Fiancee and I have been taking Marriage Prep classes at my church. I was surprised at the reactions I get from people when I tell them. Don't call it pre-marital counseling because people think it means you're having problems.

It's been incredibly amazing actually. We're so glad we joined. It's a large group setting, about 100 couples. On 5 Saturday mornings for 3.5 hours. It's taught by a Ph.D. marriage counselor. It is intended to provide knowledge, skills and tools to effectively deal with the inevitable issues that will come our way. It's taught from a biblical perspective but the leaders really want us to talk about the big topics and things that might not be a problem now but potentially will be down the road. Communication skills, conflict resolution, learning each other's personalities types, budgeting, spirituality of marriage, sexuality and parenting. I can't imagine entering a marriage without this stuff. Just being on the same page is so important.
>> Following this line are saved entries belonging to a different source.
//! Core library for the marine weather ingestion service.
//!
//! Requests arrive on a RabbitMQ fanout exchange, are validated, enriched with
//! an hourly marine forecast from Open-Meteo and upserted into MongoDB, one
//! record per asset and day.
//!
//! This crate defines:
//! - Configuration (file, then environment)
//! - Request validation and the stored record model
//! - The forecast provider, record store and broker connection seams
//! - The ingestion processor and the consumer loop that drives it
//!
//! It is used by `marine-weather-cli`, but the pieces can be wired into other
//! binaries as well.

pub mod config;
pub mod consumer;
pub mod model;
pub mod processor;
pub mod provider;
pub mod queue;
pub mod store;
pub mod validate;

#[cfg(test)]
pub(crate) mod test_utils;

pub use config::Config;
pub use consumer::{ConsumerLoop, ConsumerSettings, MessageError, RetryPolicy};
pub use model::{StoredRecord, WeatherRecord, WeatherRequest};
pub use processor::{IngestionProcessor, ProcessError};
pub use provider::{MarineWeatherProvider, OpenMeteoMarineProvider, ProviderError};
pub use queue::{AmqpConnection, ConnectionError, ConnectionState, QueueConnection};
pub use store::{MongoRecordStore, RecordStore, StoreError};
pub use validate::{ValidationError, validate};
Today was our last class, and we feel so grateful to have been through these past 5 weeks. We feel that we've grown so much closer and feel so much more equipped to begin to merge our two paths. Even after being together for four year, there's definitely room for improvement and growth! The last part of the class is called the couples checkup, where we each take an inventory survey online separately. Then we discussed the results in class today. Our strengths? Communication, affection and relationship roles. It was so encouraging to see. For other areas (conflict resolution, finances, marriage expectations, etc) where we had some discrepancies it listed out key items to discuss to make sure we can at least get them out in the open to begin discussing them.

I will be highly recommending some kind of preparation to my friends as they start getting engaged. As they told us in class, it's kind of a preventative measure. The $100 fee is a lot cheaper than ignoring the problems now and then having to spend $1000s for marriage counseling later.